Oil’s collapse is deepening.

Just a day after U.S. crude futures for May delivery plunged below zero for the first time ever, June futures plummeted 43% to close below $12 a barrel in New York. A massive supply glut brought on by the pandemic and a worldwide shortage of storage space have touched off relentless rout that has shifted the entire forward curve for oil.

The meltdown spreading across global oil markets has already wiped out tens of thousands of jobs and frozen billions of dollars in capital spending. Its deflationary effect threatens to further cripple economies around the world already reeling from coronavirus-fueled lockdowns. Storage tanks, pipelines and tankers have become overwhelmed by a vast oversupply brought on by an unprecedented plunge in global fuel demand.

Oil is a “dangerous market to trade in right now,” said Pierre Andurand, founder of Andurand Capital Management LLP, in a Bloomberg TV interview. The market needs oil production to fall immediately for prices to recover, he said.
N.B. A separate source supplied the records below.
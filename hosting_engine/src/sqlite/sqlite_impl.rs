//! `SqliteDatabase` is the production implementation of the order lifecycle store.
use std::fmt::Debug;

use chrono::{DateTime, Utc};
use sqlx::SqlitePool;

use super::db::{accounts, db_url, invoices, new_pool, notifications, orders, watermark};
use crate::{
    db_types::{
        Container,
        ContainerId,
        HistoryEntry,
        Invoice,
        NewNotification,
        NewOrder,
        Notification,
        Order,
        OrderId,
        OrderNote,
        PaymentStatus,
        ProvisionedAccount,
        ServiceStatus,
    },
    traits::{LifecycleDatabase, LifecycleError, PaidOutcome, PaymentFacts},
};

#[derive(Clone)]
pub struct SqliteDatabase {
    url: String,
    pool: SqlitePool,
}

impl Debug for SqliteDatabase {
    fn fmt(&self, f: &mut std::fmt::Formatter<'_>) -> std::fmt::Result {
        writeln!(f, "SqliteDatabase ({:?})", self.pool)
    }
}

impl SqliteDatabase {
    /// Connects to the database given by the `HPG_DATABASE_URL` environment variable, creating the
    /// file and schema if they do not exist.
    pub async fn new(max_connections: u32) -> Result<Self, sqlx::Error> {
        let url = db_url();
        Self::new_with_url(&url, max_connections).await
    }

    pub async fn new_with_url(url: &str, max_connections: u32) -> Result<Self, sqlx::Error> {
        let pool = new_pool(url, max_connections).await?;
        Ok(Self { url: url.to_string(), pool })
    }

    pub fn pool(&self) -> &SqlitePool {
        &self.pool
    }
}

impl LifecycleDatabase for SqliteDatabase {
    fn url(&self) -> &str {
        self.url.as_str()
    }

    async fn insert_order(&self, order: NewOrder) -> Result<(Order, bool), LifecycleError> {
        let mut conn = self.pool.acquire().await?;
        orders::idempotent_insert(order, &mut conn).await
    }

    async fn fetch_order(&self, order_id: &OrderId) -> Result<Option<Order>, LifecycleError> {
        let mut conn = self.pool.acquire().await?;
        Ok(orders::fetch_order_by_order_id(order_id, &mut conn).await?)
    }

    async fn fetch_orders(&self) -> Result<Vec<Order>, LifecycleError> {
        let mut conn = self.pool.acquire().await?;
        Ok(orders::fetch_all_orders(&mut conn).await?)
    }

    async fn update_service_status(
        &self,
        order_id: &OrderId,
        expected: ServiceStatus,
        new: ServiceStatus,
    ) -> Result<Order, LifecycleError> {
        let mut conn = self.pool.acquire().await?;
        orders::update_status_cas(order_id, expected, new, &mut conn).await
    }

    async fn update_payment_status(
        &self,
        order_id: &OrderId,
        status: PaymentStatus,
        facts: Option<&PaymentFacts>,
    ) -> Result<Order, LifecycleError> {
        let mut conn = self.pool.acquire().await?;
        orders::update_payment(order_id, status, facts, &mut conn).await
    }

    async fn append_history(&self, order_id: &OrderId, action: &str, detail: &str) -> Result<(), LifecycleError> {
        let mut conn = self.pool.acquire().await?;
        Ok(orders::append_history(order_id, action, detail, &mut conn).await?)
    }

    async fn fetch_history(&self, order_id: &OrderId) -> Result<Vec<HistoryEntry>, LifecycleError> {
        let mut conn = self.pool.acquire().await?;
        Ok(orders::fetch_history(order_id, &mut conn).await?)
    }

    async fn add_note(&self, order_id: &OrderId, note: &str) -> Result<OrderNote, LifecycleError> {
        let mut conn = self.pool.acquire().await?;
        Ok(orders::add_note(order_id, note, &mut conn).await?)
    }

    async fn fetch_notes(&self, order_id: &OrderId) -> Result<Vec<OrderNote>, LifecycleError> {
        let mut conn = self.pool.acquire().await?;
        Ok(orders::fetch_notes(order_id, &mut conn).await?)
    }

    async fn delete_order(&self, order_id: &OrderId) -> Result<(), LifecycleError> {
        let mut tx = self.pool.begin().await?;
        orders::delete_order(order_id, &mut tx).await?;
        tx.commit().await?;
        Ok(())
    }

    async fn orders_created_after(&self, ts: DateTime<Utc>) -> Result<Vec<Order>, LifecycleError> {
        let mut conn = self.pool.acquire().await?;
        Ok(orders::fetch_orders_created_after(ts, &mut conn).await?)
    }

    async fn expired_unpaid_orders(&self, now: DateTime<Utc>) -> Result<Vec<Order>, LifecycleError> {
        let mut conn = self.pool.acquire().await?;
        Ok(orders::fetch_expired_unpaid(now, &mut conn).await?)
    }

    async fn resolve_container(&self, identifier: &str) -> Result<Container, LifecycleError> {
        let mut conn = self.pool.acquire().await?;
        invoices::resolve_container(identifier, &mut conn).await
    }

    async fn resolve_invoice(&self, container: &ContainerId, identifier: &str) -> Result<Invoice, LifecycleError> {
        let mut conn = self.pool.acquire().await?;
        invoices::resolve_invoice(container, identifier, &mut conn).await
    }

    async fn mark_invoice_paid(
        &self,
        container: &ContainerId,
        invoice_id: &str,
        facts: &PaymentFacts,
    ) -> Result<PaidOutcome, LifecycleError> {
        let mut conn = self.pool.acquire().await?;
        invoices::mark_invoice_paid(container, invoice_id, facts, &mut conn).await
    }

    async fn session_processed(&self, session_id: &str) -> Result<bool, LifecycleError> {
        let mut conn = self.pool.acquire().await?;
        Ok(invoices::session_processed(session_id, &mut conn).await?)
    }

    async fn record_processed_session(&self, session_id: &str) -> Result<bool, LifecycleError> {
        let mut conn = self.pool.acquire().await?;
        Ok(invoices::record_processed_session(session_id, &mut conn).await?)
    }

    async fn fetch_account_for_order(&self, order_id: &OrderId) -> Result<Option<ProvisionedAccount>, LifecycleError> {
        let mut conn = self.pool.acquire().await?;
        Ok(accounts::fetch_by_order(order_id, &mut conn).await?)
    }

    async fn fetch_account_for_domain(&self, domain: &str) -> Result<Option<ProvisionedAccount>, LifecycleError> {
        let mut conn = self.pool.acquire().await?;
        Ok(accounts::fetch_by_domain(domain, &mut conn).await?)
    }

    async fn insert_provisioned_account(
        &self,
        order_id: &OrderId,
        domain: &str,
        sharing_token: &str,
        pin: &str,
    ) -> Result<ProvisionedAccount, LifecycleError> {
        let mut conn = self.pool.acquire().await?;
        Ok(accounts::insert_account(order_id, domain, sharing_token, pin, &mut conn).await?)
    }

    async fn insert_notification(&self, notification: NewNotification) -> Result<Notification, LifecycleError> {
        let mut conn = self.pool.acquire().await?;
        Ok(notifications::insert_deduplicated(notification, &mut conn).await?)
    }

    async fn fetch_notifications(&self, unread_only: bool) -> Result<Vec<Notification>, LifecycleError> {
        let mut conn = self.pool.acquire().await?;
        Ok(notifications::fetch_notifications(unread_only, &mut conn).await?)
    }

    async fn mark_notification_read(&self, id: i64) -> Result<(), LifecycleError> {
        let mut conn = self.pool.acquire().await?;
        Ok(notifications::mark_read(id, &mut conn).await?)
    }

    async fn fetch_watermark(&self, name: &str) -> Result<Option<DateTime<Utc>>, LifecycleError> {
        let mut conn = self.pool.acquire().await?;
        Ok(watermark::fetch_watermark(name, &mut conn).await?)
    }

    async fn store_watermark(&self, name: &str, ts: DateTime<Utc>) -> Result<(), LifecycleError> {
        let mut conn = self.pool.acquire().await?;
        Ok(watermark::store_watermark(name, ts, &mut conn).await?)
    }

    async fn close(&mut self) -> Result<(), LifecycleError> {
        self.pool.close().await;
        Ok(())
    }
}
use chrono::{DateTime, Utc};
use hpg_common::MinorUnits;
use serde::{Deserialize, Serialize};

/// A request to create a hosted checkout session.
///
/// `amount` is a decimal amount in major currency units (e.g. `120.0` for 120.00 EUR); the client
/// converts it to minor units before anything leaves the process.
#[derive(Debug, Clone, Serialize, Deserialize)]
pub struct CheckoutRequest {
    pub amount: f64,
    pub currency: String,
    pub description: String,
    pub invoice_id: String,
    pub container_id: String,
    pub success_url: String,
    pub cancel_url: String,
}

/// The identifiers embedded verbatim in the session metadata. The webhook echoes them back, which
/// is how a payment event finds its way to the right invoice.
#[derive(Debug, Clone, PartialEq, Eq, Serialize, Deserialize)]
pub struct SessionMetadata {
    pub invoice_id: String,
    pub container_id: String,
}

#[derive(Debug, Clone, Serialize, Deserialize)]
pub struct CheckoutSession {
    pub session_id: String,
    /// The URL the paying client is redirected to.
    pub url: String,
}

/// A verified `checkout.completed` event, translated into payment facts.
#[derive(Debug, Clone, Serialize, Deserialize)]
pub struct PaymentCompleted {
    pub session_id: String,
    pub metadata: SessionMetadata,
    pub amount: MinorUnits,
    pub currency: String,
    pub payment_method: String,
    pub reference: String,
    pub paid_at: DateTime<Utc>,
}

// Wire shapes for the REST API.

#[derive(Debug, Serialize)]
pub(crate) struct NewSessionBody {
    pub amount: i64,
    pub currency: String,
    pub description: String,
    pub metadata: SessionMetadata,
    pub success_url: String,
    pub cancel_url: String,
}

#[derive(Debug, Deserialize)]
pub(crate) struct NewSessionResponse {
    pub id: String,
    pub url: String,
}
The price crash spilled into the ETF market, with the biggest crude-tracking fund, the United States Oil Fund LP, moving some of its WTI contracts into later months, according to a regulatory filing. The spread between June and July U.S. West Texas Intermediate crude futures rallied more than $1 a barrel on the move.

Oil ministers from the OPEC+ coalition held an unscheduled conference call on Tuesday to discuss the collapse without settling on new policy measures. The Texas Railroad Commission, meanwhile, opted to put off a decision on whether to impose oil-production quotas.

In London, the immediate contract for Brent crude was at the biggest discount to the following month in data since 2008. U.S. marker WTI’s June contract was halted three times early in New York to manage the volatility.

“If you start to look at the actual supply-demand situation for oil, it’s not so obvious that by the time those contracts expire, the storage situation around Cushing will be very different than what it is in May,” said Martijn Rats, Global Oil Strategist at Morgan Stanley, in a Bloomberg Radio interview. “The prices of these futures will need to connect to the physical reality, and they are likely to crack lower.”

WTI for June dropped 43% to $11.57 a barrel in New York. The thinly traded May contract closed at $10.01 a barrel. Brent crude futures for June slumped 24% to close at $19.33 a barrel.

The collapse is reverberating across the oil industry, with prices trading below zero across America on Monday. WTI Midland in Texas -- a flagship marker for the U.S. shale industry -- was at -$13.13 a barrel, while crude in Alaska was at -$46.63.